Ryan Gosling

Tuesday, January 3rd 2012

Ryan Gosling Is Really Good At Not Drawing Attention To Himself

Where there's a Ryan Gosling covering his face with a Famous Monsters Magazine, there's a Joyce DeWitt look-alike who's trying to strap herself to his carry-on so he has no choice but to take her on a sky ride of love.

So yeah, Ryan Gosling and Eva Mendes are still nibbling on each other's wet parts and suddenly they're all coy about it. Ryan and Eva spent their New Year's in NYC together, and when they showed up at JFK and arrived at LAX yesterday, they both had their faces covered like my one-night tricks when they leave my apartment in broad daylight. (Or like my family members preparing themselves for the rancid scent of invisible butt smoke when I reached for a fourth piece of pistachio cake at Christmas Day lunch.)

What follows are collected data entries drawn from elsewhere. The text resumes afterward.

impl<'a, 's> KeywordCx<'a, 's> {
    pub fn keyword(&self) -> &str {
        self.keyword
    }

    pub fn definition(&self) -> &KeywordDefinition {
        self.def
    }

    /// The keyword's value in the schema (the `{"$data": ..}` object when
    /// [`is_data`](Self::is_data)).
    pub fn schema(&self) -> &'s Value {
        self.schema
    }

    /// The keyword's value as a runtime expression.
    pub fn schema_code(&self) -> Expr {
        self.schema_code.clone()
    }

    pub fn is_data(&self) -> bool {
        self.is_data
    }

    pub fn parent_schema(&self) -> &'s Map<String, Value> {
        self.parent
    }

    /// A sibling keyword's value.
    pub fn sibling(&self, keyword: &str) -> Option<&'s Value> {
        self.parent.get(keyword)
    }

    pub fn data(&self) -> Expr {
        Expr::from(&self.it.data)
    }

    pub fn data_name(&self) -> &Name {
        &self.it.data
    }

    pub fn data_types(&self) -> TypeSet {
        self.st.data_types
    }

    pub fn draft(&self) -> Draft {
        self.it.draft
    }

    pub fn all_errors(&self) -> bool {
        self.it.all_errors
    }

    pub fn tracks_evaluated(&self) -> bool {
        self.it.track
    }

    pub fn codegen(&mut self) -> &mut CodeGen {
        self.g
    }

    /// `schemaPath` of this keyword.
    pub fn schema_path(&self) -> String {
        format!("{}/{}", self.it.schema_path, escape_pointer(self.keyword))
    }

    pub fn instance_path(&self) -> Expr {
        self.it.instance_path_expr()
    }

    pub fn root_data(&self) -> Expr {
        Expr::from(&self.it.root_data)
    }

    /// Register a runtime value the generated code closes over.
    pub fn capture(&mut self, prefix: &str, value: Captured, key: Option<&str>) -> Result<Name, CompileError> {
        Ok(self.c.values.register_value(prefix, value, key)?)
    }

    /// A compiled regular expression, shared by source text.
    pub fn pattern(&mut self, source: &str) -> Result<Name, CompileError> {
        self.c.pattern(source)
    }

    /// Whether `schema` accepts everything: `true`, `{}`, or annotations only.
    pub fn always_valid(&self, schema: &Value) -> bool {
        crate::vocab::always_valid(&self.c.vocab, schema)
    }

    pub fn invalid_value(&self, expected: &str) -> CompileError {
        CompileError::invalid_value(self.keyword, &self.it.schema_path, expected)
    }

    // ---- errors ---- //

    fn record(&self, err: KwError) -> Expr {
        let keyword = err.keyword.as_deref().unwrap_or(self.keyword);
        let schema_path = err.schema_path.clone().unwrap_or_else(|| self.schema_path());
        self.it.error_record(keyword, &schema_path, err.params, err.message)
    }

    /// Report unconditionally.
    pub fn error(&mut self, err: KwError) -> Result<(), CompileError> {
        let record = self.record(err);
        report(self.g, self.it, self.unit, record);
        Ok(())
    }

    /// Report when `cond` holds. Outside collect-all mode the remaining code
    /// of this keyword runs in the `else` branch.
    pub fn fail(&mut self, cond: Expr, err: KwError) -> Result<(), CompileError> {
        match cond.as_bool_lit() {
            Some(false) => return Ok(()),
            Some(true) => return self.error(err),
            None => {}
        }
        self.g.if_(cond);
        self.error(err)?;
        if self.it.all_errors { self.g.end_if()? } else { self.g.else_()? }
        Ok(())
    }

    /// Report unless `cond` holds.
    pub fn pass(&mut self, cond: Expr, err: KwError) -> Result<(), CompileError> {
        self.fail(not(cond), err)
    }

    /// Continue this keyword only when `valid`, outside collect-all mode.
    pub fn ok(&mut self, valid: Expr) {
        if !self.it.all_errors {
            self.g.if_(valid);
        }
    }

    /// Report if `valid` is false; on success drop errors past `reset`.
    pub fn result(&mut self, valid: Expr, err: KwError, reset: Option<&Name>) -> Result<(), CompileError> {
        self.g.if_(not(valid));
        self.error(err)?;
        match reset {
            Some(errs) => {
                self.g.else_()?;
                self.reset(errs);
                if self.it.all_errors {
                    self.g.end_if()?;
                }
            }
            None if self.it.all_errors => self.g.end_if()?,
            None => self.g.else_()?,
        }
        Ok(())
    }

    /// `const errsN = errorCount()`
    pub fn errors_mark(&mut self) -> Result<Name, CompileError> {
        Ok(self.g.const_("errs", error_count())?)
    }

    /// Drop errors recorded after `errs`.
    pub fn reset(&mut self, errs: &Name) {
        self.g.expr(Expr::call(Builtin::TruncateErrors, vec![Expr::from(errs)]));
    }

    // ---- subschemas ---- //

    /// Emit `sub` in place and set `valid` to whether it added no errors.
    /// Returns what it evaluated of the current data.
    pub fn subschema(&mut self, sub: Sub<'_>, valid: &Name) -> Result<Evaluated, CompileError> {
        let errs = self.g.const_("errs", error_count())?;
        let it = self.it;
        let schema_path = match &sub.schema_path {
            Some(path) => path.clone(),
            None => {
                let keyword = sub.keyword.as_deref().unwrap_or(self.keyword);
                format!("{}/{}{}", it.schema_path, escape_pointer(keyword), sub.path)
            }
        };
        let (base, draft) = sub.base.clone().unwrap_or_else(|| (it.base.clone(), it.draft));
        let mut child = SchemaCx {
            schema: sub.schema,
            schema_path,
            base,
            draft,
            data: it.data.clone(),
            data_level: it.data_level,
            data_names: it.data_names.clone(),
            data_path: it.data_path.clone(),
            error_path: it.error_path.clone(),
            parent_data: it.parent_data.clone(),
            parent_data_property: it.parent_data_property.clone(),
            instance_path: it.instance_path.clone(),
            root_data: it.root_data.clone(),
            errs: Expr::from(&errs),
            composite: it.composite || sub.composite,
            all_errors: sub.all_errors.unwrap_or(it.all_errors),
            track: it.track,
            js_paths: it.js_paths,
            messages: it.messages,
        };
        let same_data = matches!(sub.data, SubData::Same);
        match sub.data {
            SubData::Same => {}
            SubData::Prop(seg) => {
                let value = Expr::from(&it.data).prop(seg.key_expr());
                let data = self.g.let_("data", Some(value))?;
                child.parent_data = Expr::from(&it.data);
                child.parent_data_property = seg.key_expr();
                child.data_level += 1;
                child.data_names.push(data.clone());
                child.data_path.push(seg.clone());
                child.error_path.push(seg);
                child.data = data;
            }
            SubData::Value { value, seg } => {
                let data = self.g.let_("data", Some(value))?;
                child.parent_data = Expr::from(&it.data);
                child.parent_data_property = seg.key_expr();
                child.data_level += 1;
                child.data_names.push(data.clone());
                child.data_path.push(seg);
                child.data = data;
            }
        }
        let data_types = if same_data { sub.data_types | self.st.data_types } else { sub.data_types };
        let mut st = CxState::new(data_types);
        emit::schema(self.c, self.g, self.unit, &child, &mut st)?;
        self.g.assign(valid, eq(error_count(), &errs));
        Ok(if same_data { st.evaluated() } else { Evaluated::default() })
    }

    // ---- evaluated properties and items ---- //

    pub fn props(&self) -> &Props {
        &self.st.props
    }

    pub fn items(&self) -> &Items {
        &self.st.items
    }

    pub fn set_props(&mut self, props: Props) {
        self.st.props = props;
    }

    pub fn set_items(&mut self, items: Items) {
        self.st.items = items;
    }

    /// Mark `key` (a runtime property name) evaluated.
    pub fn mark_prop(&mut self, key: Expr) -> Result<(), CompileError> {
        if !self.it.track || self.st.props == Props::All {
            return Ok(());
        }
        let var = self.dynamic_props()?;
        self.g.assign(&var, Expr::call(Builtin::MergeProps, vec![Expr::from(&var), key]));
        Ok(())
    }

    /// The runtime variable holding evaluated props, created here from the
    /// static set on first use. Create it before entering a loop or branch
    /// that marks props.
    pub(crate) fn dynamic_props(&mut self) -> Result<Name, CompileError> {
        if let Props::Dynamic(var) = &self.st.props {
            return Ok(var.clone());
        }
        let var = self.g.let_("props", Some(self.st.props.expr()))?;
        self.st.props = Props::Dynamic(var.clone());
        Ok(var)
    }

    pub(crate) fn dynamic_items(&mut self) -> Result<Name, CompileError> {
        if let Items::Dynamic(var) = &self.st.items {
            return Ok(var.clone());
        }
        let var = self.g.let_("items", Some(self.st.items.expr()))?;
        self.st.items = Items::Dynamic(var.clone());
        Ok(var)
    }

    /// Merge what a subschema evaluated, unconditionally.
    pub fn merge_evaluated(&mut self, ev: Evaluated) -> Result<(), CompileError> {
        if !self.it.track {
            return Ok(());
        }
        match self.st.props.union_static(&ev.props) {
            Some(props) => self.st.props = props,
            None => {
                let var = self.dynamic_props()?;
                self.g.assign(&var, Expr::call(Builtin::MergeProps, vec![Expr::from(&var), ev.props.expr()]));
            }
        }
        match self.st.items.union_static(&ev.items) {
            Some(items) => self.st.items = items,
            None => {
                let var = self.dynamic_items()?;
                self.g.assign(&var, Expr::call(Builtin::MergeItems, vec![Expr::from(&var), ev.items.expr()]));
            }
        }
        Ok(())
    }

    /// Merge what a subschema evaluated when `valid` holds at runtime.
    /// Returns whether tracking needed the merge.
    pub fn merge_valid_evaluated(&mut self, ev: Evaluated, valid: &Name) -> Result<bool, CompileError> {
        if !self.it.track || (self.st.props == Props::All && self.st.items == Items::All) {
            return Ok(false);
        }
        let props = !ev.props.is_empty() && self.st.props != Props::All;
        let items = !ev.items.is_empty() && self.st.items != Items::All;
        if props || items {
            let props_var = if props { Some(self.dynamic_props()?) } else { None };
            let items_var = if items { Some(self.dynamic_items()?) } else { None };
            self.g.if_(Expr::from(valid));
            if let Some(var) = props_var {
                self.g.assign(&var, Expr::call(Builtin::MergeProps, vec![Expr::from(&var), ev.props.expr()]));
            }
            if let Some(var) = items_var {
                self.g.assign(&var, Expr::call(Builtin::MergeItems, vec![Expr::from(&var), ev.items.expr()]));
            }
            self.g.end_if()?;
        }
        Ok(true)
    }
}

Either these whores have a spray of herp sores on their mouths or they're turning on the STUNT QUEEN moves for the holidays. Eva Mendes is really acting like the camera flashes down give her life and like she didn't e-mail all the paps her exact itinerary. Bitch, give George Costanza his hat back and get over yourself.

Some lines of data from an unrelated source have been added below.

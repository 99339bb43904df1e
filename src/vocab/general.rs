//! Type-independent keywords: `$ref`, `const`, `enum`.
use serde_json::Value;

use crate::compile::{Evaluated, Items, KeywordCx, KwError, Props, Sub};
use crate::error::{CompileError, ResolveError};
use crate::ir::{Builtin, Expr, Name, not, or_all};
use crate::resolve::inlineable;
use crate::types::TypeSet;
use crate::vocab::KeywordDefinition;

/// Enums longer than this are checked in a loop over the captured array.
const LOOP_ENUM: usize = 8;

pub(crate) fn definitions() -> Vec<KeywordDefinition> {
    vec![
        KeywordDefinition::code(&["$ref"], reference).schema_type(TypeSet::STRING),
        KeywordDefinition::code(&["const"], constant).data(),
        KeywordDefinition::code(&["enum"], enumeration).schema_type(TypeSet::ARRAY).data(),
    ]
}

// ---- $ref ---- //

fn reference(cx: &mut KeywordCx<'_, '_>) -> Result<(), CompileError> {
    let Value::String(reference) = cx.schema() else { return Err(cx.invalid_value("a string")) };
    let base = cx.it.base.clone();
    let target = cx.c.resolver.resolve(&base, reference)?;
    let (doc, draft) = cx.c.resolver.schema_at(&target).ok_or_else(|| ResolveError::Unresolved {
        reference: reference.clone(),
        base: base.to_string(),
    })?;
    let Some(schema) = doc.pointer(&target.pointer) else {
        return Err(ResolveError::InvalidPointer(target.pointer.clone()).into());
    };
    let is_async = schema.get("$async").and_then(Value::as_bool).unwrap_or(false);

    if !is_async && inlineable(schema, cx.c.opts.inline_refs) {
        tracing::trace!(reference = %reference, "inlining $ref");
        let valid = cx.g.let_("valid", Some(Expr::TRUE))?;
        let sub = Sub::at(schema, "").located(reference.clone(), target.base.clone(), draft);
        let ev = cx.subschema(sub, &valid)?;
        cx.merge_evaluated(ev)?;
        cx.ok(Expr::from(&valid));
        return Ok(());
    }

    let callee = cx.c.unit(&target)?;
    if callee.is_async && !cx.unit.is_async {
        return Err(CompileError::AsyncFromSync { path: cx.schema_path() });
    }
    let call = Expr::Invoke(callee.name.clone(), cx.it.call_args());
    let evaluated = cx.c.static_evaluated(&callee);
    if callee.is_async {
        let valid = cx.g.let_("valid", Some(Expr::TRUE))?;
        cx.g.try_();
        cx.g.expr(Expr::Await(Box::new(call)));
        merge_callee(cx, evaluated)?;
        let e = cx.g.catch_("e")?;
        cx.g.expr(Expr::call(Builtin::AppendThrownErrors, vec![Expr::from(&e)]));
        cx.g.assign(&valid, Expr::FALSE);
        cx.g.end_try()?;
        cx.ok(Expr::from(&valid));
        return Ok(());
    }
    let valid = cx.g.const_("valid", call)?;
    cx.g.if_(not(Expr::from(&valid)));
    cx.g.expr(Expr::call(Builtin::AppendCalleeErrors, Vec::new()));
    crate::compile::context::fail_exit(cx.g, cx.it, cx.unit);
    cx.g.else_()?;
    merge_callee(cx, evaluated)?;
    if cx.all_errors() {
        cx.g.end_if()?;
    }
    Ok(())
}

/// Merge what the unit just called evaluated: statically when it is known
/// at compile time, else from what the call left behind.
fn merge_callee(cx: &mut KeywordCx<'_, '_>, evaluated: Option<Evaluated>) -> Result<(), CompileError> {
    if !cx.tracks_evaluated() {
        return Ok(());
    }
    let ev = match evaluated {
        Some(ev) => ev,
        None => {
            let props: Name = cx.g.const_("props", Expr::call(Builtin::CalleeProps, Vec::new()))?;
            let items: Name = cx.g.const_("items", Expr::call(Builtin::CalleeItems, Vec::new()))?;
            Evaluated { props: Props::Dynamic(props), items: Items::Dynamic(items) }
        }
    };
    cx.merge_evaluated(ev)
}

// ---- const / enum ---- //

fn constant(cx: &mut KeywordCx<'_, '_>) -> Result<(), CompileError> {
    let cond = Expr::call(Builtin::Equal, vec![cx.data(), cx.schema_code()]);
    let err = KwError::new("must be equal to constant").param("allowedValue", cx.schema_code());
    cx.pass(cond, err)
}

fn enumeration(cx: &mut KeywordCx<'_, '_>) -> Result<(), CompileError> {
    let err = KwError::new("must be equal to one of the allowed values").param("allowedValues", cx.schema_code());
    let values = match cx.schema() {
        _ if cx.is_data() => None,
        Value::Array(values) if values.is_empty() => return Err(cx.invalid_value("a non-empty array")),
        Value::Array(values) => Some(values),
        _ => return Err(cx.invalid_value("an array")),
    };
    match values {
        Some(values) if values.len() <= LOOP_ENUM => {
            let data = cx.data();
            let cond = or_all(values.iter().map(|v| Expr::call(Builtin::Equal, vec![data.clone(), Expr::json(v)])));
            cx.pass(cond, err)
        }
        _ => {
            let valid = cx.g.let_("valid", Some(Expr::FALSE))?;
            let item = cx.g.for_values("item", cx.schema_code())?;
            cx.g.if_(Expr::call(Builtin::Equal, vec![cx.data(), Expr::from(&item)]));
            cx.g.assign(&valid, Expr::TRUE);
            cx.g.break_();
            cx.g.end_if()?;
            cx.g.end_for()?;
            cx.pass(Expr::from(&valid), err)
        }
    }
}

#[cfg(test)]
mod tests {
    use crate::{Options, SchemaRegistry};
    use serde_json::json;

    #[test]
    fn enum_and_const() {
        let mut reg = SchemaRegistry::new();
        let v = reg.compile(json!({"enum": [1, "a", null]})).unwrap();
        assert!(v.is_valid(&json!(1.0)).unwrap());
        assert!(v.is_valid(&json!(null)).unwrap());
        let out = v.validate(&json!("b")).unwrap();
        assert_eq!(out.errors[0].keyword, "enum");
        assert_eq!(out.errors[0].params["allowedValues"], json!([1, "a", null]));

        let v = reg.compile(json!({"const": {"a": [1]}})).unwrap();
        assert!(v.is_valid(&json!({"a": [1]})).unwrap());
        assert_eq!(v.validate(&json!({"a": [2]})).unwrap().errors[0].message, "must be equal to constant");
    }

    #[test]
    fn long_enums_loop() {
        let mut reg = SchemaRegistry::new();
        let values: Vec<_> = (0..20).collect();
        let v = reg.compile(json!({"enum": values})).unwrap();
        assert!(v.is_valid(&json!(19)).unwrap());
        assert!(!v.is_valid(&json!(20)).unwrap());
    }

    #[test]
    fn refs_inline_or_call() {
        let schema = json!({
            "definitions": {"name": {"type": "string", "minLength": 1}},
            "properties": {"a": {"$ref": "#/definitions/name"}}
        });
        let mut reg = SchemaRegistry::new();
        let inlined = reg.compile(schema.clone()).unwrap();
        assert!(!inlined.source().contains("validate1"));
        let out = inlined.validate(&json!({"a": ""})).unwrap();
        assert_eq!(out.errors[0].schema_path, "#/definitions/name/minLength");
        assert_eq!(out.errors[0].instance_path, "/a");

        let mut reg = SchemaRegistry::with_options(Options {
            inline_refs: crate::options::InlineRefs::Never,
            ..Options::default()
        });
        let called = reg.compile(schema).unwrap();
        assert!(called.source().contains("appendCalleeErrors"));
        let out = called.validate(&json!({"a": ""})).unwrap();
        assert_eq!(out.errors[0].schema_path, "#/definitions/name/minLength");
        assert_eq!(out.errors[0].instance_path, "/a");
    }

    #[test]
    fn unresolvable_refs_fail_to_compile() {
        let mut reg = SchemaRegistry::new();
        assert!(reg.compile(json!({"$ref": "#/definitions/missing"})).is_err());
    }
}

Although...if I was walking around with some dude wearing a trucker hat and the year wasn't 2003, I'd probably cover my mug out of embarrassment too.

Posted by: Michael K


Sunday, November 27th 2011

Your Boyfriend Ryan Gosling Is Still Cheating On You With That Homewrecking Whore Eva Mendes

The screeching sound of fangirls drowning their pressed emotions in the bloody tears that poured out of their eye holes did not get to Ryan Gosling and Eva Mendes as they casually sashayed among the dead at the Pere Lachaise Cemetery in Paris yesterday. Crazed Gosling fangirls (Is there a name for them yet? Goslingers? Gos Warriors?) dug up graves with their bare claws, pulled the skeletons out and threw themselves in the coffins since there's no reason for them to live anymore now that Ryan is still with that scheming skank whore slut. But Ryan didn't seem notice, because the hipster dude shades on his face filters out all ugliness. Ryan stays cool at all times. It was just Ryan, his girl, dead people and the paparazzi that just so happened to be there at the same time.

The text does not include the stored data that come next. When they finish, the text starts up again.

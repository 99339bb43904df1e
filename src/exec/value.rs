//! Runtime values.
//!
//! Instance data is borrowed for the whole call (`Data`); everything the
//! generated code builds itself (error records, coerced values, evaluated
//! sets) is owned.
use std::borrow::Cow;
use std::collections::HashSet;
use std::sync::Arc;

use ordered_float::OrderedFloat;
use serde_json::{Map, Value};

use crate::error::ErrorRecord;
use crate::types::JsonType;

#[derive(Debug, Clone)]
pub enum Val<'d> {
    Undef,
    Null,
    Bool(bool),
    Num(f64),
    Str(Cow<'d, str>),
    Text(Arc<str>),
    Data(&'d Value),
    Owned(Arc<Value>),
    /// A thrown `ValidationError`.
    Errors(Arc<Vec<ErrorRecord>>),
}

/// Borrowed shape of a [`Val`], for comparisons.
#[derive(Debug, Clone, Copy)]
pub enum View<'v> {
    Undef,
    Null,
    Bool(bool),
    Num(f64),
    Str(&'v str),
    Compound(&'v Value),
    Errors,
}

impl<'d> Val<'d> {
    pub fn str(s: impl Into<String>) -> Val<'d> {
        Val::Str(Cow::Owned(s.into()))
    }

    /// Lift an owned JSON value, keeping scalars unboxed.
    pub fn from_json(v: Value) -> Val<'d> {
        match v {
            Value::Null => Val::Null,
            Value::Bool(b) => Val::Bool(b),
            Value::Number(n) => n.as_f64().map(Val::Num).unwrap_or(Val::Null),
            Value::String(s) => Val::Str(Cow::Owned(s)),
            other => Val::Owned(Arc::new(other)),
        }
    }

    pub fn view(&self) -> View<'_> {
        match self {
            Val::Undef => View::Undef,
            Val::Null => View::Null,
            Val::Bool(b) => View::Bool(*b),
            Val::Num(n) => View::Num(*n),
            Val::Str(s) => View::Str(s),
            Val::Text(s) => View::Str(s),
            Val::Data(v) => view_json(v),
            Val::Owned(v) => view_json(v),
            Val::Errors(_) => View::Errors,
        }
    }

    pub fn as_f64(&self) -> Option<f64> {
        match self.view() {
            View::Num(n) => Some(n),
            _ => None,
        }
    }

    pub fn as_str(&self) -> Option<&str> {
        match self.view() {
            View::Str(s) => Some(s),
            _ => None,
        }
    }

    pub fn as_json(&self) -> Option<&Value> {
        match self {
            Val::Data(v) => Some(v),
            Val::Owned(v) => Some(v),
            _ => None,
        }
    }

    pub fn is_undef(&self) -> bool {
        matches!(self, Val::Undef)
    }

    /// JavaScript truthiness.
    pub fn truthy(&self) -> bool {
        match self.view() {
            View::Undef | View::Null => false,
            View::Bool(b) => b,
            View::Num(n) => n != 0.0 && !n.is_nan(),
            View::Str(s) => !s.is_empty(),
            View::Compound(_) | View::Errors => true,
        }
    }

    pub fn json_type(&self) -> Option<JsonType> {
        match self.view() {
            View::Undef => None,
            View::Null => Some(JsonType::Null),
            View::Bool(_) => Some(JsonType::Boolean),
            View::Num(n) if n.is_finite() && n.fract() == 0.0 => Some(JsonType::Integer),
            View::Num(_) => Some(JsonType::Number),
            View::Str(_) => Some(JsonType::String),
            View::Compound(v) => Some(JsonType::of(v)),
            View::Errors => Some(JsonType::Object),
        }
    }

    /// Owned JSON rendering. `undefined` becomes `null`.
    pub fn to_json(&self) -> Value {
        match self {
            Val::Undef | Val::Null => Value::Null,
            Val::Bool(b) => Value::Bool(*b),
            Val::Num(n) => num_json(*n),
            Val::Str(s) => Value::String(s.to_string()),
            Val::Text(s) => Value::String(s.to_string()),
            Val::Data(v) => (*v).clone(),
            Val::Owned(v) => (**v).clone(),
            Val::Errors(errs) => serde_json::to_value(&**errs).unwrap_or(Value::Null),
        }
    }

    /// String form used by concatenation.
    pub fn display(&self) -> String {
        match self.view() {
            View::Undef => "undefined".to_string(),
            View::Null => "null".to_string(),
            View::Bool(b) => b.to_string(),
            View::Num(n) => num_json(n).to_string(),
            View::Str(s) => s.to_string(),
            View::Compound(v) => v.to_string(),
            View::Errors => "ValidationError".to_string(),
        }
    }

    /// `self[key]`, undefined when absent.
    pub fn prop(&self, key: &Val<'_>) -> Val<'d> {
        match self {
            Val::Data(v) => match child(v, key) {
                Some(c) => Val::Data(c),
                None => Val::Undef,
            },
            Val::Owned(v) => match child(v, key) {
                Some(c) => Val::from_json(c.clone()),
                None => Val::Undef,
            },
            _ => Val::Undef,
        }
    }
}

fn view_json(v: &Value) -> View<'_> {
    match v {
        Value::Null => View::Null,
        Value::Bool(b) => View::Bool(*b),
        Value::Number(n) => n.as_f64().map(View::Num).unwrap_or(View::Null),
        Value::String(s) => View::Str(s),
        other => View::Compound(other),
    }
}

fn child<'v>(v: &'v Value, key: &Val<'_>) -> Option<&'v Value> {
    match (v, key.view()) {
        (Value::Object(map), View::Str(k)) => map.get(k),
        (Value::Array(items), View::Num(i)) if i >= 0.0 && i.fract() == 0.0 => items.get(i as usize),
        _ => None,
    }
}

/// JSON number with integer preference: `3.0` renders as `3`.
pub fn num_json(n: f64) -> Value {
    if n.is_finite() && n.fract() == 0.0 && n.abs() < 9_007_199_254_740_992.0 {
        Value::from(n as i64)
    } else {
        Value::from(n)
    }
}

// ---- equality ---- //

/// `===` on primitives; structural on compound values.
pub fn strict_eq(a: &Val<'_>, b: &Val<'_>) -> bool {
    match (a.view(), b.view()) {
        (View::Undef, View::Undef) | (View::Null, View::Null) => true,
        (View::Bool(x), View::Bool(y)) => x == y,
        (View::Num(x), View::Num(y)) => x == y,
        (View::Str(x), View::Str(y)) => x == y,
        (View::Compound(x), View::Compound(y)) => json_equal(x, y),
        _ => false,
    }
}

/// Deep JSON equality where `1` equals `1.0`.
pub fn json_equal(a: &Value, b: &Value) -> bool {
    match (a, b) {
        (Value::Number(x), Value::Number(y)) => match (x.as_i64(), y.as_i64()) {
            (Some(x), Some(y)) => x == y,
            _ => x.as_f64() == y.as_f64(),
        },
        (Value::Array(xs), Value::Array(ys)) => {
            xs.len() == ys.len() && xs.iter().zip(ys).all(|(x, y)| json_equal(x, y))
        }
        (Value::Object(xs), Value::Object(ys)) => {
            xs.len() == ys.len() && xs.iter().all(|(k, x)| ys.get(k).is_some_and(|y| json_equal(x, y)))
        }
        _ => a == b,
    }
}

#[derive(Hash, PartialEq, Eq)]
enum ScalarKey<'v> {
    Null,
    Bool(bool),
    Num(OrderedFloat<f64>),
    Str(&'v str),
}

fn scalar_key(v: &Value) -> Option<ScalarKey<'_>> {
    Some(match v {
        Value::Null => ScalarKey::Null,
        Value::Bool(b) => ScalarKey::Bool(*b),
        Value::Number(n) => ScalarKey::Num(OrderedFloat(n.as_f64()?)),
        Value::String(s) => ScalarKey::Str(s),
        _ => return None,
    })
}

/// `(i, j)` with `i < j`: the last item `i` that reappears later, and the
/// last index `j` it reappears at.
pub fn duplicates(items: &[Value]) -> Option<(usize, usize)> {
    let all_scalar = items.iter().all(|v| scalar_key(v).is_some());
    if all_scalar {
        let mut seen: HashSet<ScalarKey<'_>> = HashSet::with_capacity(items.len());
        let mut dup = false;
        for v in items {
            if let Some(k) = scalar_key(v) {
                dup |= !seen.insert(k);
            }
        }
        if !dup {
            return None;
        }
    }
    for i in (0..items.len()).rev() {
        for j in (i + 1..items.len()).rev() {
            if json_equal(&items[i], &items[j]) {
                return Some((i, j));
            }
        }
    }
    None
}

/// Keys of an evaluated-properties value (`undefined`, a key, or a set).
pub fn prop_keys(v: &Val<'_>, out: &mut Map<String, Value>) {
    match v.view() {
        View::Str(k) => {
            out.insert(k.to_string(), Value::Bool(true));
        }
        View::Compound(Value::Object(map)) => {
            for k in map.keys() {
                out.insert(k.clone(), Value::Bool(true));
            }
        }
        _ => {}
    }
}

#[cfg(test)]
mod tests {
    use super::*;
    use serde_json::json;

    #[test]
    fn integers_and_floats_compare_equal() {
        assert!(json_equal(&json!([1, {"a": 2}]), &json!([1.0, {"a": 2.0}])));
        assert!(!json_equal(&json!({"a": 1}), &json!({"a": 1, "b": 2})));
        assert!(strict_eq(&Val::Num(3.0), &Val::Data(&json!(3))));
        assert!(!strict_eq(&Val::Undef, &Val::Null));
    }

    #[test]
    fn duplicates_report_the_last_pair() {
        assert_eq!(duplicates(&[json!(1), json!(2), json!(1.0)]), Some((0, 2)));
        assert_eq!(duplicates(&[json!(1), json!(2), json!(2), json!(1)]), Some((1, 2)));
        assert_eq!(duplicates(&[json!({"a": 1}), json!({"a": 1})]), Some((0, 1)));
        assert_eq!(duplicates(&[json!("a"), json!(1), json!(null)]), None);
    }

    #[test]
    fn property_access_borrows_instance_data() {
        let data = json!({"a": [10, 20]});
        let root = Val::Data(&data);
        let arr = root.prop(&Val::str("a"));
        assert!(matches!(arr.prop(&Val::Num(1.0)), Val::Data(v) if *v == json!(20)));
        assert!(arr.prop(&Val::Num(5.0)).is_undef());
        assert!(root.prop(&Val::Num(0.0)).is_undef());
    }

    #[test]
    fn numbers_prefer_integers_when_rendered() {
        assert_eq!(num_json(3.0), json!(3));
        assert_eq!(Val::Num(2.5).display(), "2.5");
        assert_eq!(Val::Num(4.0).display(), "4");
    }
}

Now, I'm not saying that this was a completely staged photo-op, but if you told me that one of those tombs was converted into Eva's make-up and wardrobe room, an emotion called shock would not fill my body. But Eva's selfish ass could've at least wore a green screen suit to make it easier for Ryan's fangirls to Photoshop themselves into these pictures. Holiday cards have been ruined because of that bitch!

Posted by: Michael K


Tuesday, November 15th 2011

Justin Timberlake Is Trying To Destroy Ryan Gosling's Hipster Aura

As you can see from the vintage picture above of Justin Timberlake and Ryan Gosling with their Mickey Mouse Club castmate Jennifer McGill, they were once best friends forever who did hood rat stuff (more like country club mouse stuff) together. Now that their grown men with pubes and shit, Justin normally keeps their matching best friends forever necklaces shiny by only saying nice shit about Ryan. But Justin got bold during a conversation with his new homegirl Jimmy Fallon for GQ. Timberpuddle tried knock the Pabst right out of Ryan's hand by subtly saying that he (in my best God Warrior voice) IS NOT A HIP-STAAAAAAAAH.

Jimmy Fallon: Dude, I was just talking to [Ryan] Gosling about that. Did Gosling really live on your couch when he was a kid?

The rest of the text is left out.